To cover the case where the encoding pattern depends on the key text taken from a book or similar source, let us enter the key text ahead of everything else, in the box below, which is shaded blue like all the other boxes where you can enter something.

We will encode this into decimal digits later on. For the time being, we need to decide whether the default "Arsenio" checkerboard encoding is to be used, or a similar one derived from the key text. This is the Arsenio checkerboard:

1 2 3 4 5 6 7 8 9 0 -------------------- | A R S E N I O + 9 | B C D F G H J K L M 0 | P Q T U V W X Y Z =

where "+" designates a space and "=" a period or other important punctuation. To use the checkerboard, simply replace each letter, space or strong punctuation with a single-digit (top) or two-digit code (first left, then top digit), as shown on the checkerboard. Examples: s = 3, h = 96, p = 01.

A key-derived checkerboard would be made this way: count the number of letters in the first two words of the key text (mod 10); these become N1 and N2; if there is only one word or all the words have equal length, take N2=N1+1 mod 10. Then order the letters in "arsenio" plus the space, as they appear in the first sentence of the key text (before the first period) and assign to them the single numerals 1-9,0, skipping N1 and N2. Do the same for the rest of the letters in the English alphabet, placing them in the two rows headed by N1 and N2, then follow with the '=' character, and then the letters that are not in the key text, in reverse alphabetical order (if they are part of "arsenio", they go on the top row, in reverse "arsenio" order). The encoding pattern is displayed below (+ represents a space, = a generic punctuation mark).

Let us now tell the program what we want to do by checking one of these two buttons:

Encrypt Decrypt

And whether or not we are basing the encoding on the key text (if we use key-based encoding, a MAC is not needed). Shifts should be used only with key-derived encoding:

Key text-derived encoding, possibly with shift Default encoding, no shift

The next setting determines whether or not a lagged Fibonacci generator will be used to make the keystream (should be yes if the key text is short)

No LFG LFG

Now that we are checking boxes, we might as well tell the program whether or not a shift and/or MAC are to be embedded in the ciphertext, plus the MAC length.

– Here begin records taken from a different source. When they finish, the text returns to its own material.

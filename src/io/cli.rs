//! Command-line host driving the generator through its public operations

use crate::generator::{FillDirection, GeneratorSettings, GridGenerator};
use crate::grid::coordinate::{Connectivity, GridCoordinate};
use crate::grid::element::{ElementKind, GridElement, MarkerElement};
use crate::grid::mapping::CoordinateMapper;
use crate::io::configuration::{DEFAULT_MAP_NAME, DEFAULT_SCALE, DEFAULT_SEED, MAP_FILE_EXTENSION};
use crate::io::error::{Result, invalid_parameter};
use crate::io::progress::ProgressManager;
use crate::io::serializer::GridSystemSerializer;
use clap::{ArgAction, Args, Parser, Subcommand};
use std::collections::BTreeMap;
use std::io::Write;
use std::path::PathBuf;

#[derive(Parser, Debug)]
#[command(name = "squaregrid")]
#[command(
    author,
    version,
    about = "Generate, inspect and edit square grid map files"
)]
/// Command-line arguments for the map tool
pub struct Cli {
    /// Operation to run
    #[command(subcommand)]
    pub command: Command,

    /// Suppress progress output and summaries
    #[arg(short, long, global = true)]
    pub quiet: bool,

    /// Increase log verbosity (-v info, -vv debug, -vvv trace)
    #[arg(short, long, action = ArgAction::Count, global = true)]
    pub verbose: u8,
}

impl Cli {
    /// Check if progress and summaries should be displayed
    pub const fn should_show_progress(&self) -> bool {
        !self.quiet
    }
}

/// Map operations offered by the tool
#[derive(Subcommand, Debug)]
pub enum Command {
    /// Generate a new map and save it
    Generate(GenerateArgs),
    /// Print the contents of a map file
    Inspect(InspectArgs),
    /// Place or remove elements in an existing map file
    Edit(EditArgs),
}

/// Arguments for `generate`
#[derive(Args, Debug)]
pub struct GenerateArgs {
    /// Number of columns
    #[arg(short = 'w', long)]
    pub width: u32,

    /// Number of rows
    #[arg(short = 'H', long)]
    pub height: u32,

    /// Spacing between cells in layout units
    #[arg(long, default_value_t = DEFAULT_SCALE)]
    pub scale: f64,

    /// Order in which cells are filled (horizontal or vertical)
    #[arg(short, long, default_value_t = FillDirection::Horizontal)]
    pub direction: FillDirection,

    /// Element kind placed in every cell (basic, terrain or marker)
    #[arg(short, long, default_value_t = ElementKind::Basic)]
    pub kind: ElementKind,

    /// Random seed for reproducible element construction
    #[arg(short, long, default_value_t = DEFAULT_SEED)]
    pub seed: u64,

    /// Neighbourhood shape (four-way or eight-way)
    #[arg(short, long, default_value_t = Connectivity::FourWay)]
    pub connectivity: Connectivity,

    /// Output map file (defaults to Untitled_map.map)
    #[arg(short, long)]
    pub output: Option<PathBuf>,
}

/// Arguments for `inspect`
#[derive(Args, Debug)]
pub struct InspectArgs {
    /// Map file to read
    #[arg(value_name = "FILE")]
    pub file: PathBuf,

    /// List every occupied cell
    #[arg(long)]
    pub cells: bool,

    /// Spacing used to report layout positions of cells
    #[arg(long, default_value_t = DEFAULT_SCALE)]
    pub scale: f64,
}

/// Arguments for `edit`
#[derive(Args, Debug)]
pub struct EditArgs {
    /// Map file to load
    #[arg(value_name = "FILE")]
    pub file: PathBuf,

    /// Cells to fill with a new element
    #[arg(long = "set", value_name = "COL,ROW")]
    pub set: Vec<GridCoordinate>,

    /// Cells to empty, applied before `--set`
    #[arg(long = "remove", value_name = "COL,ROW")]
    pub remove: Vec<GridCoordinate>,

    /// Element kind used by `--set`
    #[arg(short, long, default_value_t = ElementKind::Basic)]
    pub kind: ElementKind,

    /// Label for markers placed by `--set` (requires `--kind marker`)
    #[arg(short, long)]
    pub label: Option<String>,

    /// Random seed for newly constructed elements
    #[arg(short, long, default_value_t = DEFAULT_SEED)]
    pub seed: u64,

    /// Save to this path instead of overwriting FILE
    #[arg(short, long)]
    pub output: Option<PathBuf>,
}

/// Runs one parsed command against a freshly created generator
pub struct MapCommandProcessor {
    cli: Cli,
    progress: ProgressManager,
}

impl MapCommandProcessor {
    /// Create a processor for the given arguments
    pub const fn new(cli: Cli) -> Self {
        let progress = if cli.should_show_progress() {
            ProgressManager::new()
        } else {
            ProgressManager::hidden()
        };
        Self { cli, progress }
    }

    /// Run the command, writing reports to stdout
    ///
    /// # Errors
    ///
    /// Returns any error raised by the generator or serializer
    pub fn process(&mut self) -> Result<()> {
        let stdout = std::io::stdout();
        let mut out = stdout.lock();
        self.process_to(&mut out)
    }

    /// Run the command, writing reports to `out`
    ///
    /// # Errors
    ///
    /// Returns any error raised by the generator or serializer, or an I/O
    /// error if `out` cannot be written
    pub fn process_to(&mut self, out: &mut dyn Write) -> Result<()> {
        match &self.cli.command {
            Command::Generate(args) => {
                Self::generate(args, &mut self.progress, self.cli.quiet, out)
            }
            Command::Inspect(args) => Self::inspect(args, out),
            Command::Edit(args) => Self::edit(args, self.cli.quiet, out),
        }
    }

    fn generate(
        args: &GenerateArgs,
        progress: &mut ProgressManager,
        quiet: bool,
        out: &mut dyn Write,
    ) -> Result<()> {
        let settings = GeneratorSettings {
            seed: args.seed,
            connectivity: args.connectivity,
        };
        let mut generator = GridGenerator::new(settings);
        generator.editor_initialize();
        generator.clear_map()?;

        progress.start("generate", u64::from(args.width) * u64::from(args.height));
        {
            let progress = &*progress;
            generator.generate_map_of_kind(
                args.kind,
                args.width,
                args.height,
                args.scale,
                args.direction,
                &mut |_| progress.tick(),
            )?;
        }
        progress.finish("done");

        let output = args.output.clone().unwrap_or_else(default_output_path);
        generator.save_map(&output)?;

        if !quiet {
            let occupied = generator.grid().map_or(0, |grid| grid.occupied_count());
            writeln!(
                out,
                "Wrote {}x{} {} map ({occupied} elements) to {}",
                args.width,
                args.height,
                args.kind,
                output.display()
            )?;
        }
        generator.editor_tear_down();
        Ok(())
    }

    fn inspect(args: &InspectArgs, out: &mut dyn Write) -> Result<()> {
        let serializer = GridSystemSerializer::default();
        let (header, grid) = serializer.deserialize_with_header(&args.file)?;
        let mapper = CoordinateMapper::new(args.scale)?;

        let mut counts: BTreeMap<ElementKind, usize> = BTreeMap::new();
        for (_, element) in grid.all_occupied() {
            *counts.entry(element.kind()).or_default() += 1;
        }

        writeln!(out, "File: {}", args.file.display())?;
        writeln!(out, "Format version: {}", header.version)?;
        writeln!(
            out,
            "Size: {}x{} ({} of {} cells occupied)",
            grid.width(),
            grid.height(),
            grid.occupied_count(),
            u64::from(grid.width()) * u64::from(grid.height())
        )?;
        let summary = ElementKind::ALL
            .iter()
            .map(|kind| format!("{kind}={}", counts.get(kind).copied().unwrap_or(0)))
            .collect::<Vec<_>>()
            .join(" ");
        writeln!(out, "Kinds: {summary}")?;

        if args.cells {
            for (coordinate, element) in grid.all_occupied() {
                let [x, y] = mapper.cell_center(coordinate);
                writeln!(
                    out,
                    "{coordinate} {} at ({x:.2}, {y:.2}) {}",
                    element.kind(),
                    describe(element)
                )?;
            }
        }
        Ok(())
    }

    fn edit(args: &EditArgs, quiet: bool, out: &mut dyn Write) -> Result<()> {
        if args.label.is_some() && args.kind != ElementKind::Marker {
            return Err(invalid_parameter(
                "label",
                &args.kind,
                &"a label requires --kind marker",
            ));
        }

        let mut generator = GridGenerator::new(GeneratorSettings {
            seed: args.seed,
            ..GeneratorSettings::default()
        });
        generator.editor_initialize();
        generator.generate_map_from_file(&args.file, FillDirection::Horizontal)?;

        let mut removed = 0;
        for &coordinate in &args.remove {
            if generator.remove_element(coordinate)?.is_some() {
                removed += 1;
            }
        }

        for &coordinate in &args.set {
            match &args.label {
                Some(label) => {
                    let marker = MarkerElement::labelled(coordinate, label.clone())?;
                    generator.set_element(coordinate, GridElement::from(marker))?;
                }
                None => {
                    generator.place_element(args.kind, coordinate)?;
                }
            }
        }

        match &args.output {
            Some(path) => generator.save_map(path)?,
            None => generator.save_map_to_last_path()?,
        }

        if !quiet {
            let target = generator
                .map_file_path()
                .map(|path| path.display().to_string())
                .unwrap_or_default();
            writeln!(
                out,
                "Placed {} and removed {removed} elements; saved to {target}",
                args.set.len()
            )?;
        }
        generator.editor_tear_down();
        Ok(())
    }
}

fn describe(element: &GridElement) -> String {
    match element {
        GridElement::Basic(basic) => format!("id={}", basic.id),
        GridElement::Terrain(terrain) => format!(
            "elevation={} passable={}",
            terrain.elevation, terrain.passable
        ),
        GridElement::Marker(marker) => format!("label={:?}", marker.label()),
    }
}

fn default_output_path() -> PathBuf {
    PathBuf::from(format!("{DEFAULT_MAP_NAME}.{MAP_FILE_EXTENSION}"))
}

Separate shift Embedded shift (the number of digits depends on message length)

Separate MAC Embedded MAC Number of digits (1-9)

Now we write the plaintext that we wish to encrypt, which will be converted to lowercase. Punctuation marks other than periods, colons, exclamations and interrogations are ignored. Spaces are encoded as high-frequency letters. Diacritical marks (accents) are ignored. If there are any numbers, they are first converted to letters as in a = 1, ... i = 9, j = 0. Plaintext numbers are not decoded back upon decryption, but hopefully the user can spot them easily.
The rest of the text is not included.